TOKYO - Asian share market sentiment was cautious on Thursday after US President Barack Obama vowed to fight Islamic State militants, while the dollar pushed to fresh six-year highs against the yen.
Chinese inflation data pointing to an economy losing momentum stirred concerns but also some optimism among investors hoping for further stimulus to prop up the world's second-largest economy.
European stocks were set to inch higher, as a poll showing a majority of Scots intend to vote against independence in next week's referendum helped ease recent worries over the future of the United Kingdom.
"Despite all the uncertainty swirling around the markets at the moment, the bears aren't quite convinced that the time is right for a raid and the bulls are still clinging on for potential further upside," Jonathan Sudaria, dealer at Capital Spreads, said in a morning note.
At 0625 GMT, futures for Euro STOXX 50 STXEc1, UK's FTSE 100 FFIc1, Germany's DAX FDXc1 and for France's CAC FCEc1 were all up 0.2 per cent.
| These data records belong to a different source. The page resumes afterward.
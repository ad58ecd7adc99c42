use crate::config::types::{
    BrowserConfig, Config, CrawlerConfig, ExtractConfig, LinkConfig, OutputConfig,
};
use crate::ConfigError;
use regex::Regex;
use scraper::Selector;
use url::Url;

/// Validates the entire configuration
pub fn validate(config: &Config) -> Result<(), ConfigError> {
    validate_crawler_config(&config.crawler)?;
    validate_link_config(&config.links)?;
    validate_extract_config(&config.extract)?;
    validate_browser_config(&config.browser)?;
    validate_output_config(&config.output)?;
    Ok(())
}

/// Validates listing traversal configuration
fn validate_crawler_config(config: &CrawlerConfig) -> Result<(), ConfigError> {
    let url = Url::parse(&config.listing_url).map_err(|e| {
        ConfigError::InvalidUrl(format!(
            "Invalid listing-url '{}': {}",
            config.listing_url, e
        ))
    })?;

    if url.scheme() != "http" && url.scheme() != "https" {
        return Err(ConfigError::InvalidUrl(format!(
            "listing-url '{}' must use http or https",
            config.listing_url
        )));
    }

    if url.host_str().is_none() {
        return Err(ConfigError::InvalidUrl(format!(
            "listing-url '{}' has no host",
            config.listing_url
        )));
    }

    if config.page_count < 1 {
        return Err(ConfigError::Validation(format!(
            "page-count must be >= 1, got {}",
            config.page_count
        )));
    }

    if !config.page_url_template.contains("{page}") {
        return Err(ConfigError::Validation(format!(
            "page-url-template must contain '{{page}}', got '{}'",
            config.page_url_template
        )));
    }

    Ok(())
}

/// Validates link candidacy rules
fn validate_link_config(config: &LinkConfig) -> Result<(), ConfigError> {
    if config.suffix.is_empty() {
        return Err(ConfigError::Validation(
            "links.suffix cannot be empty".to_string(),
        ));
    }

    Regex::new(&config.id_pattern).map_err(|e| {
        ConfigError::InvalidPattern(format!("id-pattern '{}': {}", config.id_pattern, e))
    })?;

    Ok(())
}

/// Validates extraction selectors
fn validate_extract_config(config: &ExtractConfig) -> Result<(), ConfigError> {
    validate_selector("title-selector", &config.title_selector)?;
    validate_selector("content-selector", &config.content_selector)?;
    Ok(())
}

fn validate_selector(name: &str, selector: &str) -> Result<(), ConfigError> {
    if selector.trim().is_empty() {
        return Err(ConfigError::Validation(format!("{} cannot be empty", name)));
    }

    Selector::parse(selector)
        .map(|_| ())
        .map_err(|e| ConfigError::InvalidPattern(format!("{} '{}': {:?}", name, selector, e)))
}

/// Validates page fetcher configuration
fn validate_browser_config(config: &BrowserConfig) -> Result<(), ConfigError> {
    if config.navigation_timeout_ms < 1000 {
        return Err(ConfigError::Validation(format!(
            "navigation-timeout-ms must be >= 1000ms, got {}ms",
            config.navigation_timeout_ms
        )));
    }

    if let Some(path) = &config.executable_path {
        if path.is_empty() {
            return Err(ConfigError::Validation(
                "executable-path cannot be empty when set".to_string(),
            ));
        }
    }

    Ok(())
}

/// Validates output configuration
fn validate_output_config(config: &OutputConfig) -> Result<(), ConfigError> {
    if config.dataset_path.is_empty() {
        return Err(ConfigError::Validation(
            "dataset-path cannot be empty".to_string(),
        ));
    }

    if config.log_path.is_empty() {
        return Err(ConfigError::Validation(
            "log-path cannot be empty".to_string(),
        ));
    }

    if config.dataset_path == config.log_path {
        return Err(ConfigError::Validation(
            "dataset-path and log-path must differ".to_string(),
        ));
    }

    Ok(())
}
Obama told Americans in a speech late on Wednesday that he had authorised US air strikes for the first time in Syria and more attacks in Iraq in a broad escalation of a campaign against the Islamic State militant group.
He said he would hunt down Islamic State militants "wherever they are."
While overnight gains on Wall Street underpinned shares, the risk-averse mood helped push MSCI's broadest index of Asia-Pacific shares outside Japan .MIAPJ0000PUS down about 0.1 per cent. Hong Kong's Hang Seng Index .HSI and the Shanghai Composite Index .SSEC, however, both edged up after the China inflation data raised the possibility of more stimulus.
China's consumer prices cooled more than expected in August, up 2.0 per cent from a year earlier, missing market expectations for 2.2 per cent and down from 2.3 per cent in July. The data provides more evidence of economic slowdown but economists are divided over whether Beijing will use the extra room to announce fresh stimulus measures.
"The comfortable inflation figure will provide sufficient room for the central bank to loosen its monetary policy. The possibility of an interest rate cut cannot be ruled out in coming months," said Li Huiyong, economist at Shenyin & Wanguo Securities in Shanghai.
Japan's Nikkei stock average .N225 added 0.8 per cent to close at an eight-month high, taking solace from the weaker yen and upbeat data released before the market opened.
Confidence at big Japanese manufacturers turned positive in July-September and business conditions are expected to improve further in the following quarter, a government survey showed on Thursday.
The greenback rose to a six-year high of 107.04 yen JPY=, and was last up about 0.1 per cent on the day at 106.95 yen.
The euro EUR= edged down 0.1 per cent to $1.2900, but remained well above its 14-month low of $1.2859 hit on Tuesday.
Rising US yields gave the dollar a lift. The yield on the benchmark US 10-year note US10YT=RR stood at 2.527 per cent, not far from its US close of 2.536 per cent on Wednesday, when it rose to its highest in more than a month.
By contrast, the Bank of Japan drove a short-term interest rate below zero this week, a sign it will continue its aggressive asset purchases.
BOJ Governor Haruhiko Kuroda on Thursday said he told Prime Minister Shinzo Abe that the central bank will not hesitate to ease policy further if its 2 per cent inflation goal becomes difficult to achieve, though he also told Abe that a positive economic cycle in Japan is firmly in place.
Traders sold Treasuries to prepare for a more hawkish stance on monetary policy from the US Federal Reserve at its next policy meeting on Sept. 16-17.
Analysts said the Fed could hint at an earlier-than-expected interest rate hike on steady US jobs growth. A study from the San Francisco Fed released on Monday suggested that investors underestimated the speed at which the Fed might raise rates.
Strong Australian jobs data prompted markets to virtually price out the chance of any more interest rate cuts ahead, and helped the Aussie dollar recover from five-month lows. The Aussie rose 0.2 per cent on the day to $0.9169 AUD=D4, off Wednesday's low of $0.9113, after the country's employment surged by the most on record.
Spot gold prices XAU= edged down about 0.1 per cent to$1,247.60 an ounce, pressured by expectations of higher rates from the Fed.
US crude CLc1 inched 0.2 per cent lower to $91.52 per barrel, weighed down by rising supply, as OPEC lowered projected demand for its crude and data showed a jump in US refined product stocks.